— Directions for this task —
Write out, word for word, every line in the data below from the one containing "is removed before" to the one containing "fn telemetry(&self) -> SharedTelemetry;", both of them included.

— Extracted material —
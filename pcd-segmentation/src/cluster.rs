use itertools::Itertools;
use pcd_core::pointcloud::{bounds::BoundingBox, point::Point};

/// Points hypothesized to belong to one building.
#[derive(Debug, Clone, Default, PartialEq)]
pub struct Cluster {
    pub points: Vec<Point>,
}

impl Cluster {
    pub fn new(points: Vec<Point>) -> Self {
        Self { points }
    }

    pub fn len(&self) -> usize {
        self.points.len()
    }

    pub fn is_empty(&self) -> bool {
        self.points.is_empty()
    }

    pub fn bounding_box(&self) -> BoundingBox {
        BoundingBox::from_points(&self.points)
    }

    pub fn into_points(self) -> Vec<Point> {
        self.points
    }
}

impl From<Vec<Point>> for Cluster {
    fn from(points: Vec<Point>) -> Self {
        Self::new(points)
    }
}

/// Copy of `points` in ascending x order. Stable, so ties keep input order.
pub fn sorted_by_x(points: &[Point]) -> Vec<Point> {
    points
        .iter()
        .copied()
        .sorted_by(|a, b| a.x.total_cmp(&b.x))
        .collect()
}

/// Total number of points across `clusters`.
pub fn total_points(clusters: &[Cluster]) -> usize {
    clusters.iter().map(Cluster::len).sum()
}
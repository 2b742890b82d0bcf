//! Load controller and streaming proxy.

pub mod proxy;
pub mod router;

pub use proxy::{forward_streaming_request, StreamMode};
pub use router::{BackendFactory, LoadedEntry, PoolLimits, Router, RouterConfig};
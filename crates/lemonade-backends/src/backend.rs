//! The backend adapter contract.
//!
//! Every inference engine the gateway drives is wrapped in an adapter that
//! implements [`WrappedBackend`] plus whichever capability traits the engine
//! actually supports. The router asks for capabilities instead of assuming
//! them, so an embeddings request against an image backend fails with a
//! structured error rather than a confused forward.

use std::collections::HashMap;
use std::time::Duration;

use async_trait::async_trait;
use base64::Engine;
use serde_json::Value;

use lemonade_client::{find_free_port, HttpClient, ManagedProcess};
use lemonade_core::model::{ModelDescriptor, Recipe};
use lemonade_core::{Error, Result, SharedTelemetry};

/// Inference requests have no deadline; generation time is open-ended.
pub const INFERENCE_TIMEOUT: Option<Duration> = None;

/// Options influencing how a backend is spawned.
#[derive(Debug, Clone)]
pub struct LoadOptions {
    pub ctx_size: u32,
    pub do_not_upgrade: bool,
    /// llama.cpp build flavor (vulkan, metal, cpu).
    pub llamacpp_flavor: String,
    /// Keep image-generation output files on disk instead of deleting them
    /// after the response.
    pub keep_image_files: bool,
}

impl Default for LoadOptions {
    fn default() -> Self {
        Self {
            ctx_size: 4096,
            do_not_upgrade: true,
            llamacpp_flavor: default_llamacpp_flavor().to_string(),
            keep_image_files: false,
        }
    }
}

pub fn default_llamacpp_flavor() -> &'static str {
    if cfg!(target_os = "macos") {
        "metal"
    } else {
        "vulkan"
    }
}

/// Common contract for a wrapped inference engine.
#[async_trait]
pub trait WrappedBackend: Send + Sync {
    /// Human-readable engine name for logs and errors.
    fn name(&self) -> &str;

    fn recipe(&self) -> Recipe;

    /// Ensure the engine's executable (or image) is present, downloading the
    /// pinned version if needed.
    async fn install(&self) -> Result<()>;

    /// Spawn the engine for `descriptor` and wait until it answers.
    async fn load(&mut self, descriptor: &ModelDescriptor, options: &LoadOptions) -> Result<()>;

    /// Stop the engine and release its port. Takes `&self` because the
    /// router's table shares instances; the table entry is removed before
    /// this is called.
    async fn unload(&self);

    /// Base URL requests are forwarded to, once loaded.
    fn base_url(&self) -> Option<String>;

    fn telemetry(&self) -> SharedTelemetry;

    /// Whether the owned child process is still alive.
    async fn is_running(&self) -> bool;

    // Capability accessors: ask, don't assume.
    fn as_completion(&self) -> Option<&dyn CompletionBackend> {
        None
    }
    fn as_embeddings(&self) -> Option<&dyn EmbeddingsBackend> {
        None
    }
    fn as_reranking(&self) -> Option<&dyn RerankingBackend> {
        None
    }
    fn as_transcription(&self) -> Option<&dyn TranscriptionBackend> {
        None
    }
    fn as_speech(&self) -> Option<&dyn SpeechBackend> {
        None
    }
    fn as_image(&self) -> Option<&dyn ImageBackend> {
        None
    }
}

#[async_trait]
pub trait CompletionBackend: Send + Sync {
    async fn chat_completion(&self, request: &Value) -> Result<Value>;
    async fn completion(&self, request: &Value) -> Result<Value>;
    /// OpenAI `/responses`; only the ONNX family implements it.
    async fn responses(&self, _request: &Value) -> Result<Value> {
        Err(Error::unsupported("Responses", "this backend"))
    }
}

#[async_trait]
pub trait EmbeddingsBackend: Send + Sync {
    async fn embeddings(&self, request: &Value) -> Result<Value>;
}

#[async_trait]
pub trait RerankingBackend: Send + Sync {
    async fn reranking(&self, request: &Value) -> Result<Value>;
}

#[async_trait]
pub trait TranscriptionBackend: Send + Sync {
    /// `request` carries `file_data` (base64), `filename`, and the optional
    /// transcription fields (`language`, `prompt`, `temperature`, …).
    async fn transcribe(&self, request: &Value) -> Result<Value>;
}

#[async_trait]
pub trait SpeechBackend: Send + Sync {
    /// Returns the synthesized audio bytes and their content type.
    async fn speech(&self, request: &Value) -> Result<(Vec<u8>, String)>;
}

#[async_trait]
pub trait ImageBackend: Send + Sync {
    async fn generate(&self, request: &Value) -> Result<Value>;
}

/// Shared state for adapters that run one HTTP server child process: the
/// chosen port, the process handle, the telemetry accumulator, and the
/// forwarding helpers.
///
/// The process slot sits behind a mutex so `stop` can run through the
/// shared reference the router's table hands out.
pub struct BackendProcess {
    server_name: String,
    port: u16,
    process: tokio::sync::Mutex<Option<ManagedProcess>>,
    telemetry: SharedTelemetry,
    client: HttpClient,
}

impl BackendProcess {
    pub fn new(server_name: impl Into<String>) -> Self {
        Self {
            server_name: server_name.into(),
            port: 0,
            process: tokio::sync::Mutex::new(None),
            telemetry: SharedTelemetry::new(),
            client: HttpClient::new(),
        }
    }

    pub fn server_name(&self) -> &str {
        &self.server_name
    }

    pub fn port(&self) -> u16 {
        self.port
    }

    pub fn telemetry(&self) -> SharedTelemetry {
        self.telemetry.clone()
    }

    pub fn client(&self) -> &HttpClient {
        &self.client
    }

    pub fn set_process(&mut self, process: ManagedProcess) {
        *self.process.get_mut() = Some(process);
    }

    /// Pick an unused TCP port, preferring the hint.
    pub fn choose_port(&mut self, hint: u16) -> Result<u16> {
        self.port = find_free_port(hint)?;
        tracing::info!("{} will use port {}", self.server_name, self.port);
        Ok(self.port)
    }

    pub fn base_url(&self) -> String {
        format!("http://127.0.0.1:{}/v1", self.port)
    }

    pub fn host_url(&self) -> String {
        format!("http://127.0.0.1:{}", self.port)
    }

    pub async fn is_running(&self) -> bool {
        match self.process.lock().await.as_ref() {
            Some(p) => p.is_running().await,
            None => false,
        }
    }

    /// Stop the child process, if any.
    pub async fn stop(&self) {
        let process = self.process.lock().await.take();
        if let Some(process) = process {
            if let Err(e) = process.stop().await {
                tracing::warn!("{}: stop failed: {e}", self.server_name);
            }
        }
    }

    /// Poll `path` until it answers 200, checking the child is still alive on
    /// every iteration. A dead child aborts immediately with a descriptive
    /// error instead of burning the whole timeout.
    pub async fn wait_for_ready(&self, path: &str, timeout: Duration, poll: Duration) -> Result<()> {
        let url = format!("{}{}", self.host_url(), path);
        tracing::info!("waiting for {} to be ready...", self.server_name);

        let deadline = tokio::time::Instant::now() + timeout;
        let mut iterations: u32 = 0;
        loop {
            {
                let process = self.process.lock().await;
                if let Some(process) = process.as_ref() {
                    if !process.is_running().await {
                        let exit = process.exit_code().await;
                        return Err(Error::process(format!(
                            "{} terminated before becoming ready (exit code {:?}). \
                             This usually means missing drivers or an incompatible \
                             model file; run the backend manually to see its error.",
                            self.server_name, exit
                        )));
                    }
                }
            }

            if self.client.is_reachable(&url, Duration::from_secs(1)).await {
                tracing::info!("{} is ready", self.server_name);
                return Ok(());
            }

            if tokio::time::Instant::now() >= deadline {
                return Err(Error::timeout(format!(
                    "{} failed to start within {:?}",
                    self.server_name, timeout
                )));
            }

            iterations += 1;
            if iterations % 100 == 0 {
                tracing::info!("still waiting for {}...", self.server_name);
            }
            tokio::time::sleep(poll).await;
        }
    }

    /// Synchronous JSON POST to the backend. `endpoint` is relative to the
    /// host root (adapters spell out their own `/v1` prefixes). Non-200
    /// responses are wrapped into the structured error shape with the
    /// backend's status and body.
    pub async fn forward_request(
        &self,
        endpoint: &str,
        request: &Value,
        timeout: Option<Duration>,
    ) -> Result<Value> {
        if !self.is_running().await {
            return Err(Error::model_not_loaded(self.server_name.clone()));
        }
        let url = format!("{}{}", self.host_url(), endpoint);
        let response = self
            .client
            .post_json(&url, request, &HashMap::new(), timeout)
            .await?;

        if response.status == 200 {
            Ok(serde_json::from_str(&response.body)?)
        } else {
            Err(Error::backend(
                format!("{} request failed", self.server_name),
                response.status,
                response.body,
            ))
        }
    }

    /// POST `request` as multipart form data, decoding base64 `file_data`
    /// into a file part named `file`.
    pub async fn forward_multipart_request(
        &self,
        endpoint: &str,
        request: &Value,
        timeout: Option<Duration>,
    ) -> Result<Value> {
        if !self.is_running().await {
            return Err(Error::model_not_loaded(self.server_name.clone()));
        }

        let mut form = reqwest::multipart::Form::new();

        if let Some(data) = request.get("file_data").and_then(Value::as_str) {
            let bytes = base64::engine::general_purpose::STANDARD
                .decode(data)
                .map_err(|e| Error::validation(format!("invalid base64 file_data: {e}")))?;
            let filename = request
                .get("filename")
                .and_then(Value::as_str)
                .unwrap_or("audio.wav")
                .to_string();
            form = form.part(
                "file",
                reqwest::multipart::Part::bytes(bytes).file_name(filename),
            );
        }

        for field in [
            "model",
            "language",
            "prompt",
            "response_format",
            "temperature",
            "voice",
            "input",
        ] {
            if let Some(value) = request.get(field) {
                let text = match value {
                    Value::String(s) => s.clone(),
                    other => other.to_string(),
                };
                form = form.text(field.to_string(), text);
            }
        }

        let url = format!("{}{}", self.host_url(), endpoint);
        let response = self.client.post_multipart(&url, form, timeout).await?;

        if response.status == 200 {
            Ok(serde_json::from_str(&response.body)?)
        } else {
            Err(Error::backend(
                format!("{} request failed", self.server_name),
                response.status,
                response.body,
            ))
        }
    }

    /// POST and collect a raw byte response (TTS audio).
    pub async fn forward_bytes_request(
        &self,
        endpoint: &str,
        request: &Value,
    ) -> Result<Vec<u8>> {
        if !self.is_running().await {
            return Err(Error::model_not_loaded(self.server_name.clone()));
        }
        let url = format!("{}{}", self.host_url(), endpoint);
        let mut bytes = Vec::new();
        let status = self
            .client
            .post_stream(
                &url,
                request.to_string(),
                |chunk| {
                    bytes.extend_from_slice(chunk);
                    true
                },
                INFERENCE_TIMEOUT,
            )
            .await?;
        if status != 200 {
            return Err(Error::backend(
                format!("{} request failed", self.server_name),
                status,
                String::from_utf8_lossy(&bytes).into_owned(),
            ));
        }
        Ok(bytes)
    }
}

#[cfg(test)]
mod tests {
    use super::*;

    #[test]
    fn test_base_url_shape() {
        let mut process = BackendProcess::new("llama-server");
        process.choose_port(18400).unwrap();
        let url = process.base_url();
        assert!(url.starts_with("http://127.0.0.1:"));
        assert!(url.ends_with("/v1"));
    }

    #[tokio::test]
    async fn test_forward_without_process_is_model_not_loaded() {
        let process = BackendProcess::new("llama-server");
        let err = process
            .forward_request("/chat/completions", &serde_json::json!({}), None)
            .await
            .unwrap_err();
        assert!(matches!(err, Error::ModelNotLoaded(_)));
    }
}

— Output below —
    /// router's table shares instances; the table entry is removed before
    /// this is called.
    async fn unload(&self);

    /// Base URL requests are forwarded to, once loaded.
    fn base_url(&self) -> Option<String>;

    fn telemetry(&self) -> SharedTelemetry;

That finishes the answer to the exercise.